Ничего особенного в этой эволюции евразийства, разумеется, не было. В конце концов все русские антизападные движения, как бы либерально они ни начинали, всегда проходили аналогичный путь вырождения. Я сам описал в «Русской идее» трагическую судьбу славянофилов[4]
. Разница лишь в том, что их «русской идее» понадобилось для этой роковой метаморфозы из либеральной теории в фашизм все-таки три поколения, тогда как евразийцы управились с этим на протяжении двух десятилетий. Нам остается сейчас только гадать, как мог не обратить внимания на это вырождение Гумилев. И как увязывалась в его сознании близость к евразийцам с верностью «историческому материализму».Эта способность без лицемерия и внутреннего раздвоения служить (а Гумилев рассматривал свою работу как общественное служение) под знаменами сразу двух взаимоисключающих школ мысли вовсе не была, увы, единственным парадоксом, который разделял он с молчаливым большинством советской интеллигенции. Вот еще один пример.

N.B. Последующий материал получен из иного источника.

#[cfg(test)]
mod tests {
    use alloc::vec::Vec;

    use super::*;
    use crate::props::{NodeOptions, Origin};
    use crate::scene::Corners;

    const EPS: f64 = 1e-9;

    fn square(scene: &mut Scene, left: f64, top: f64) -> NodeId {
        scene.create_leaf(&NodeOptions::new().position(left, top).size(100.0, 100.0))
    }

    fn assert_frame(actual: Frame, left: f64, top: f64, width: f64, height: f64) {
        let expected = Frame {
            left,
            top,
            width,
            height,
        };
        assert!(actual.approx_eq(&expected, EPS), "{actual:?} != {expected:?}");
    }

    fn assert_corners_eq(a: &Corners, b: &Corners) {
        for (p, q) in a.points().iter().zip(b.points().iter()) {
            assert!((*p - *q).hypot() < 1e-6, "{a:?} != {b:?}");
        }
    }

    #[test]
    fn fit_content_wraps_two_squares() {
        let mut scene = Scene::new();
        let group = scene.create_group(LayoutMode::FitContent, &NodeOptions::new());
        let a = square(&mut scene, 0.0, 0.0);
        let b = square(&mut scene, 100.0, 0.0);
        scene.add_child(group, a).unwrap();
        scene.add_child(group, b).unwrap();
        assert_frame(scene.frame(group).unwrap(), 0.0, 0.0, 200.0, 100.0);

        let before = scene.corners(a).unwrap();
        scene.remove_child(b).unwrap();
        assert_frame(scene.frame(group).unwrap(), 0.0, 0.0, 100.0, 100.0);
        assert_corners_eq(&scene.corners(a).unwrap(), &before);

        // The removed square stays where it was drawn.
        assert_frame(scene.frame(b).unwrap(), 100.0, 0.0, 100.0, 100.0);
    }

    #[test]
    fn layout_is_invisible_to_children() {
        let mut scene = Scene::new();
        let group = scene.create_group(
            LayoutMode::FitContent,
            &NodeOptions::new().position(40.0, -10.0).angle(30.0).scale(1.5, 0.5),
        );
        let leaves: Vec<NodeId> = [(0.0, 0.0, 0.0), (120.0, 30.0, 45.0), (-50.0, 80.0, -20.0)]
            .iter()
            .map(|&(x, y, angle)| {
                scene.create_leaf(
                    &NodeOptions::new()
                        .position(x, y)
                        .size(60.0, 20.0)
                        .angle(angle)
                        .origin(Origin::Center, Origin::End),
                )
            })
            .collect();
        for &leaf in &leaves {
            let before = scene.corners(leaf).unwrap();
            scene.add_child(group, leaf).unwrap();
            assert_corners_eq(&scene.corners(leaf).unwrap(), &before);
        }
        let snapshot: Vec<Corners> = leaves.iter().map(|&l| scene.corners(l).unwrap()).collect();
        scene.remove_child(leaves[1]).unwrap();
        assert_corners_eq(&scene.corners(leaves[0]).unwrap(), &snapshot[0]);
        assert_corners_eq(&scene.corners(leaves[2]).unwrap(), &snapshot[2]);
        assert_corners_eq(&scene.corners(leaves[1]).unwrap(), &snapshot[1]);
    }

    #[test]
    fn child_geometry_change_relayouts_parent() {
        let mut scene = Scene::new();
        let group = scene.create_group(LayoutMode::FitContent, &NodeOptions::new());
        let a = square(&mut scene, 0.0, 0.0);
        scene.add_child(group, a).unwrap();
        let _ = scene.set(a, &NodeOptions::new().size(300.0, 100.0));
        let frame = scene.frame(group).unwrap();
        assert!(numeric::approx_eq(frame.width, 300.0, EPS), "{frame:?}");
    }

    #[test]
    fn nested_groups_propagate_upward() {
        let mut scene = Scene::new();
        let outer = scene.create_group(LayoutMode::FitContent, &NodeOptions::new());
        let inner = scene.create_group(LayoutMode::FitContent, &NodeOptions::new());
        let a = square(&mut scene, 0.0, 0.0);
        scene.add_child(inner, a).unwrap();
        scene.add_child(outer, inner).unwrap();
        let _ = scene.set(a, &NodeOptions::new().size(100.0, 250.0));
        let inner_frame = scene.frame(inner).unwrap();
        assert!(numeric::approx_eq(inner_frame.height, 250.0, EPS), "{inner_frame:?}");
        // The square grew downward from its top-left origin, so the outer
        // frame keeps its position.
        assert_frame(scene.frame(outer).unwrap(), 0.0, 0.0, 100.0, 250.0);
    }

    #[test]
    fn fixed_group_keeps_its_frame() {
        let mut scene = Scene::new();
        let group = scene.create_group(LayoutMode::Fixed, &NodeOptions::new().size(10.0, 10.0));
        let a = square(&mut scene, 500.0, 500.0);
        scene.add_child(group, a).unwrap();
        assert_frame(scene.frame(group).unwrap(), 0.0, 0.0, 10.0, 10.0);
        scene.set_layout_mode(group, LayoutMode::FitContent).unwrap();
        assert_frame(scene.frame(group).unwrap(), 500.0, 500.0, 100.0, 100.0);
    }

    #[test]
    fn last_child_removed_leaves_zero_size_group() {
        let mut scene = Scene::new();
        let group = scene.create_group(LayoutMode::FitContent, &NodeOptions::new());
        let a = square(&mut scene, 20.0, 30.0);
        scene.add_child(group, a).unwrap();
        scene.remove_child(a).unwrap();
        let frame = scene.frame(group).unwrap();
        assert_eq!((frame.width, frame.height), (0.0, 0.0));
        // The center is kept: the empty group sits where its content was.
        assert!(numeric::approx_eq(frame.left, 70.0, EPS), "{frame:?}");
        assert!(numeric::approx_eq(frame.top, 80.0, EPS), "{frame:?}");
    }

    #[test]
    fn zero_area_child_still_contributes() {
        let mut scene = Scene::new();
        let group = scene.create_group(LayoutMode::FitContent, &NodeOptions::new());
        let a = square(&mut scene, 0.0, 0.0);
        let line = scene.create_leaf(&NodeOptions::new().position(300.0, 50.0).size(0.0, 0.0));
        scene.add_child(group, a).unwrap();
        scene.add_child(group, line).unwrap();
        assert_frame(scene.frame(group).unwrap(), 0.0, 0.0, 300.0, 100.0);
    }

    #[test]
    fn request_layout_is_idempotent() {
        let mut scene = Scene::new();
        let group = scene.create_group(LayoutMode::FitContent, &NodeOptions::new());
        let a = square(&mut scene, 10.0, 10.0);
        scene.add_child(group, a).unwrap();
        let first = scene.frame(group).unwrap();
        scene.request_layout(group).unwrap();
        scene.request_layout(group).unwrap();
        assert_eq!(scene.frame(group).unwrap(), first);
        assert_eq!(
            scene.request_layout(a),
            Err(SceneError::NotAGroup { node: a.idx })
        );
    }

    #[test]
    fn frame_query_during_recompute_is_rejected() {
        let mut scene = Scene::new();
        let group = scene.create_group(LayoutMode::FitContent, &NodeOptions::new());
        scene.layout_state[group.idx as usize] = LayoutState::Recomputing;
        assert_eq!(
            scene.frame(group),
            Err(SceneError::InvalidLayoutState { group: group.idx })
        );
        assert_eq!(
            scene.request_layout(group),
            Err(SceneError::InvalidLayoutState { group: group.idx })
        );
    }
}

Гумилев настаивал на строгой научности своей теории и пытался обосновать ее со всей доступной ему скрупулезностью. Я ученый – как бы говорит каждая страница его книг, – и политика, будь то официальная или оппозиционная, западническая или «патриотическая», ничего общего с духом и смыслом моего труда не имеет. И в то же время, отражая атаки справа, ему не раз случалось доказывать безукоризненную патриотичность своей науки, далеко превосходящую, по его мнению, «патриотичность» его националистических критиков.
Говоря, например, об общепринятой в российской историографии концепции татаро-монгольского ига над Россией XIII–XV веков, само существование которого Гумилев яростно отвергал, он с порога отбрасывал аргументы либеральных историков: «Что касается «западников», – то мне не хочется спорить с невежественными интеллигентами, не выучившими ни истории, ни географии» (1, 134), несмотря даже на то, что в числе этих «невежественных интеллигентов» оказались практически все ведущие русские историки. Возмущало его лишь «признание этой концепции историками национального направления». Это он находил «поистине странным». И удивлялся: «Никак не пойму, почему люди, патриотично настроенные, так обожают миф об «иге», выдуманный… немцами и французами… Даже непонятно, как историки смеют утверждать, что их трактовка в данном случае патриотична?» (там же).
Ученому вовсе, оказывается, не резало ухо словосочетание «патриотическая трактовка» научной проблемы. Если это наука, то что же тогда политика?
Новое поколение, вступившее в журнальные баталии при свете гласности, начало с того, что дерзко вызвало к барьеру бывшее молчаливое большинство советской интеллигенции. Николай Климонтович пишет в своей беспощадной инвективе: «Нынешнее время требует от них эту взлелеянную во тьме «реакции» свободу духа – предъявить. И мы утыкаемся в роковой вопрос: была ли «тайная свобода», есть ли что предъявлять, не превратятся ли эти золотые россыпи при свете дня в прах и золу?» (2,11).
Не знаю, как другие, но Лев Гумилев перчатку, брошенную Климонтовичем, поднял бы несомненно. Ему есть что «предъявить». Его девять книг, его отважный штурм загадок мировой истории – это, если угодно, его храм, возведенный во тьме реакции и продолжающий, как видим, привлекать верующих при свете дня. Загадки, которые он пытался разгадать, поистине грандиозны.
В самом деле, кто и когда объяснил, почему, скажем, дикие и малочисленные кочевники-монголы вдруг ворвались на историческую сцену в XIII веке и ринулись покорять мир, громя по пути богатейшие и культурные цивилизации Китая, Средней Азии, Ближнего Востока и Киевской Руси, – только затем, чтобы несколько столетий спустя тихо сойти с этой сцены, словно их никогда там и не было? А другие кочевники – столь же внезапно возникшие из Аравийской пустыни и на протяжении столетия ставшие владыками полумира, вершителями судеб одной из самых процветающих цивилизаций в истории? Разве не кончилось их фантастическое возвышение таким же, как монгольское, превращением в статистов этой истории? А гунны, появившиеся ниоткуда и рассеявшиеся в никуда? А вечная загадка величия и падения Древнего Рима?
Откуда взлетели и куда закатились все эти исторические метеоры? И почему? Не перечесть философов и историков, пытавшихся на протяжении столетий ответить на эти вопросы. Но ведь общепризнанных ответов на них нет и по сию пору. И вот Гумилев, опираясь на свою устрашающую эрудицию, предлагает совершенно оригинальные ответы. Разве сама уже дерзость, сам грандиозный размах этого предприятия, обнимающего 22 столетия (от VIII века до нашей эры), не заслуживает безусловного уважения?